Audrey Hepburn

Home > Memoir > Audrey Hepburn > Page 38
Audrey Hepburn Page 38

by Barry Paris


  Nearly everyone else decided that Hepburn and Connery were well matched—“silk and chain mail,” said one critic—and superb together.

  At the film’s outset, a disillusioned Robin returns from the Crusades, scarred and exhausted, to find things in very bad shape: Good King Richard Lionheart is off his rocker, and the Sheriff of Nottingham is more entrenched than ever. Marian, the love of his life, has gotten herself to the Kirkely Abbey nunnery for the last eighteen years, and is now its abbess.

  Lester and Goldman tantalize us—delaying her entrance for nearly thirty minutes. When it finally comes, Audrey as Marian looks haunting and perfect, and so is Goldman’s dialogue. In her first encounter with Robin, she tells him her confessions were “the envy of the convent.” He says, “I never meant to hurt you, and yet that’s all I ever do.” A pause. “You never wrote,” she complains sadly. “I don’t know how,” he replies.

  Their later love scenes are as fascinating as the sometimes bizarre lines. “Hurt me, make me cry!” says Marian before one big clinch. “I’d be twenty for you if I could.... I’d do everything for you but mourn.”

  One of the film’s most beautiful scenes belonged to Hepburn and Nicol Williamson:

  “You’ve never liked me, have you?” Marian asks Little John.

  “You’re Rob’s lady,” he answers with sullen fidelity, and then a quiet afterthought, “If you’d been mine, I would never have left you.”

  That scene with Williamson was “one of my favorites,” says Lester. “When we shot it, we had a problem with the film stock, and in theory we should have gone back and shot it again. But I liked the original so much, I just said, ‘I don’t care what it looks like.’ It played right the first time, and often, when you do it again, it doesn’t come up to that original frisson. So I said, ‘To hell with it, we’ll just have it as it is.”’

  Marian, as ever, is a pawn in the men’s political games. More than once, Robin goes to her rescue, albeit more creakily than in the olde days. He is the world’s first guerilla warrior, and the peasants still rally to his call. The final duel between him and the Sheriff is the last, sad, slow-motion battle of two aging titans. After a shocking murder-suicide denouement, the film ends on a grimly perfect shot of rotting apples.
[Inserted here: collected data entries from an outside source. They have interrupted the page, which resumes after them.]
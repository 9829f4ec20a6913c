//! Mock store implementations for testing
//!
//! These keep everything in memory and mirror the conditional-update semantics
//! of the Postgres repositories, so token races can be tested without a database.

use async_trait::async_trait;
use chrono::{DateTime, Utc};
use ferry_core::models::{
    DownloadToken, ImageCache, Matter, NewDownloadToken, NewImageCache, NewMatter,
    NewUploadToken, UploadToken, User,
};
use ferry_core::AppError;
use std::collections::HashMap;
use std::sync::atomic::{AtomicBool, Ordering};
use std::sync::{Arc, Mutex};
use uuid::Uuid;

use crate::traits::{DownloadTokenStore, ImageCacheStore, MatterStore, UploadTokenStore, UserStore};

/// Mock user store
#[derive(Clone, Default)]
pub struct MockUserStore {
    users: Arc<Mutex<HashMap<Uuid, User>>>,
}

impl MockUserStore {
    pub fn new() -> Self {
        Self::default()
    }

    pub fn add_user(&self, user: User) {
        self.users.lock().unwrap().insert(user.id, user);
    }
}

#[async_trait]
impl UserStore for MockUserStore {
    async fn get(&self, id: Uuid) -> Result<Option<User>, AppError> {
        Ok(self.users.lock().unwrap().get(&id).cloned())
    }

    async fn find_by_email(&self, email: &str) -> Result<Option<User>, AppError> {
        Ok(self
            .users
            .lock()
            .unwrap()
            .values()
            .find(|u| u.email.eq_ignore_ascii_case(email))
            .cloned())
    }
}

/// Mock matter store
#[derive(Clone, Default)]
pub struct MockMatterStore {
    matters: Arc<Mutex<HashMap<Uuid, Matter>>>,
    fail_creates: Arc<AtomicBool>,
}

impl MockMatterStore {
    pub fn new() -> Self {
        Self::default()
    }

    /// Insert or replace a matter
    pub fn add_matter(&self, matter: Matter) {
        self.matters.lock().unwrap().insert(matter.id, matter);
    }

    /// Make every following `create` fail with a database-style error
    pub fn fail_creates(&self, fail: bool) {
        self.fail_creates.store(fail, Ordering::SeqCst);
    }

    pub fn len(&self) -> usize {
        self.matters.lock().unwrap().len()
    }

    pub fn is_empty(&self) -> bool {
        self.len() == 0
    }
}

#[async_trait]
impl MatterStore for MockMatterStore {
    async fn get(&self, id: Uuid) -> Result<Option<Matter>, AppError> {
        Ok(self.matters.lock().unwrap().get(&id).cloned())
    }

    async fn find_child(
        &self,
        user_id: Uuid,
        puuid: Option<Uuid>,
        name: &str,
        dir: bool,
    ) -> Result<Option<Matter>, AppError> {
        Ok(self
            .matters
            .lock()
            .unwrap()
            .values()
            .find(|m| m.user_id == user_id && m.puuid == puuid && m.name == name && m.dir == dir)
            .cloned())
    }

    async fn create(&self, new: NewMatter) -> Result<Matter, AppError> {
        if self.fail_creates.load(Ordering::SeqCst) {
            return Err(AppError::Internal("mock matter store refused insert".to_string()));
        }

        let mut matters = self.matters.lock().unwrap();
        let duplicate = matters.values().any(|m| {
            m.user_id == new.user_id && m.puuid == new.puuid && m.name == new.name && !m.dir
        });
        if duplicate {
            return Err(AppError::InvalidInput(format!(
                "A file named '{}' already exists in this folder",
                new.name
            )));
        }

        let now = Utc::now();
        let matter = Matter {
            id: new.id,
            user_id: new.user_id,
            puuid: new.puuid,
            dir: false,
            privacy: new.privacy,
            name: new.name,
            size: new.size,
            path: new.path,
            created_at: now,
            updated_at: now,
        };
        matters.insert(matter.id, matter.clone());
        Ok(matter)
    }
}

/// Mock upload token store
#[derive(Clone, Default)]
pub struct MockUploadTokenStore {
    tokens: Arc<Mutex<HashMap<Uuid, UploadToken>>>,
    fail_binds: Arc<AtomicBool>,
}

impl MockUploadTokenStore {
    pub fn new() -> Self {
        Self::default()
    }

    pub fn add_token(&self, token: UploadToken) {
        self.tokens.lock().unwrap().insert(token.id, token);
    }

    /// Make every following `bind_matter` fail with a database-style error
    pub fn fail_binds(&self, fail: bool) {
        self.fail_binds.store(fail, Ordering::SeqCst);
    }

    pub fn len(&self) -> usize {
        self.tokens.lock().unwrap().len()
    }

    pub fn is_empty(&self) -> bool {
        self.len() == 0
    }
}

#[async_trait]
impl UploadTokenStore for MockUploadTokenStore {
    async fn create(&self, new: NewUploadToken) -> Result<UploadToken, AppError> {
        let now = Utc::now();
        let token = UploadToken {
            id: Uuid::new_v4(),
            user_id: new.user_id,
            folder_uuid: new.folder_uuid,
            matter_uuid: None,
            filename: new.filename,
            privacy: new.privacy,
            size: new.size,
            expire_at: new.expire_at,
            ip: new.ip,
            created_at: now,
            updated_at: now,
        };
        self.add_token(token.clone());
        Ok(token)
    }

    async fn get(&self, id: Uuid) -> Result<Option<UploadToken>, AppError> {
        Ok(self.tokens.lock().unwrap().get(&id).cloned())
    }

    async fn retire(
        &self,
        id: Uuid,
        now: DateTime<Utc>,
        new_expire_at: DateTime<Utc>,
    ) -> Result<Option<UploadToken>, AppError> {
        let mut tokens = self.tokens.lock().unwrap();
        match tokens.get_mut(&id) {
            Some(token) if token.expire_at > now => {
                token.expire_at = new_expire_at;
                token.updated_at = Utc::now();
                Ok(Some(token.clone()))
            }
            _ => Ok(None),
        }
    }

    async fn restore(
        &self,
        id: Uuid,
        retired_at: DateTime<Utc>,
        original_expire_at: DateTime<Utc>,
    ) -> Result<bool, AppError> {
        let mut tokens = self.tokens.lock().unwrap();
        match tokens.get_mut(&id) {
            Some(token) if token.expire_at == retired_at => {
                token.expire_at = original_expire_at;
                token.updated_at = Utc::now();
                Ok(true)
            }
            _ => Ok(false),
        }
    }

    async fn bind_matter(&self, id: Uuid, matter_id: Uuid) -> Result<(), AppError> {
        if self.fail_binds.load(Ordering::SeqCst) {
            return Err(AppError::Internal("mock upload token store refused update".to_string()));
        }
        if let Some(token) = self.tokens.lock().unwrap().get_mut(&id) {
            token.matter_uuid = Some(matter_id);
        }
        Ok(())
    }
}

/// Mock download token store
#[derive(Clone, Default)]
pub struct MockDownloadTokenStore {
    tokens: Arc<Mutex<HashMap<Uuid, DownloadToken>>>,
}

impl MockDownloadTokenStore {
    pub fn new() -> Self {
        Self::default()
    }

    pub fn add_token(&self, token: DownloadToken) {
        self.tokens.lock().unwrap().insert(token.id, token);
    }
}

#[async_trait]
impl DownloadTokenStore for MockDownloadTokenStore {
    async fn create(&self, new: NewDownloadToken) -> Result<DownloadToken, AppError> {
        let now = Utc::now();
        let token = DownloadToken {
            id: Uuid::new_v4(),
            user_id: new.user_id,
            matter_uuid: new.matter_uuid,
            expire_at: new.expire_at,
            consumed_at: None,
            ip: new.ip,
            created_at: now,
            updated_at: now,
        };
        self.add_token(token.clone());
        Ok(token)
    }

    async fn get(&self, id: Uuid) -> Result<Option<DownloadToken>, AppError> {
        Ok(self.tokens.lock().unwrap().get(&id).cloned())
    }

    async fn consume(
        &self,
        id: Uuid,
        now: DateTime<Utc>,
        new_expire_at: DateTime<Utc>,
    ) -> Result<Option<DownloadToken>, AppError> {
        let mut tokens = self.tokens.lock().unwrap();
        match tokens.get_mut(&id) {
            Some(token) if token.expire_at > now && token.consumed_at.is_none() => {
                token.expire_at = new_expire_at;
                token.consumed_at = Some(now);
                token.updated_at = Utc::now();
                Ok(Some(token.clone()))
            }
            _ => Ok(None),
        }
    }
}

/// Mock image cache store
#[derive(Clone, Default)]
pub struct MockImageCacheStore {
    caches: Arc<Mutex<HashMap<String, ImageCache>>>,
}

impl MockImageCacheStore {
    pub fn new() -> Self {
        Self::default()
    }

    pub fn len(&self) -> usize {
        self.caches.lock().unwrap().len()
    }

    pub fn is_empty(&self) -> bool {
        self.len() == 0
    }
}

#[async_trait]
impl ImageCacheStore for MockImageCacheStore {
    async fn find_by_uri(&self, uri: &str) -> Result<Option<ImageCache>, AppError> {
        Ok(self.caches.lock().unwrap().get(uri).cloned())
    }

    async fn create(&self, new: NewImageCache) -> Result<ImageCache, AppError> {
        let mut caches = self.caches.lock().unwrap();
        let cache = caches
            .entry(new.uri.clone())
            .or_insert_with(|| ImageCache {
                id: Uuid::new_v4(),
                user_id: new.user_id,
                matter_uuid: new.matter_uuid,
                mode: new.mode,
                uri: new.uri,
                path: new.path,
                size: new.size,
                created_at: Utc::now(),
            })
            .clone();
        Ok(cache)
    }
}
  Audrey later complained to Rex Reed about that final image, offended by the suspicion that it was designed to symbolize herself and Sean Connery. But there was no denying its impact, or the impact of the film overall.

  “Robin and Marian is really a story about loss,” wrote Caroline Latham, in which “Hepburn at last plays the part of a fully mature woman responsible for her own destiny.”

  “Am I old and ugly?” Marian asks Robin poignantly at one point. The answer is of course no, but that’s not enough. In the end, rather than see him die in battle or crippled in bed, she commits the ultimate crime. Pauline Kael, for one, was appalled: “When Robin—who has survived body-smashing combat with the Sheriff—is poisoned by Marian, who has also poisoned herself, I was disgusted and angry.”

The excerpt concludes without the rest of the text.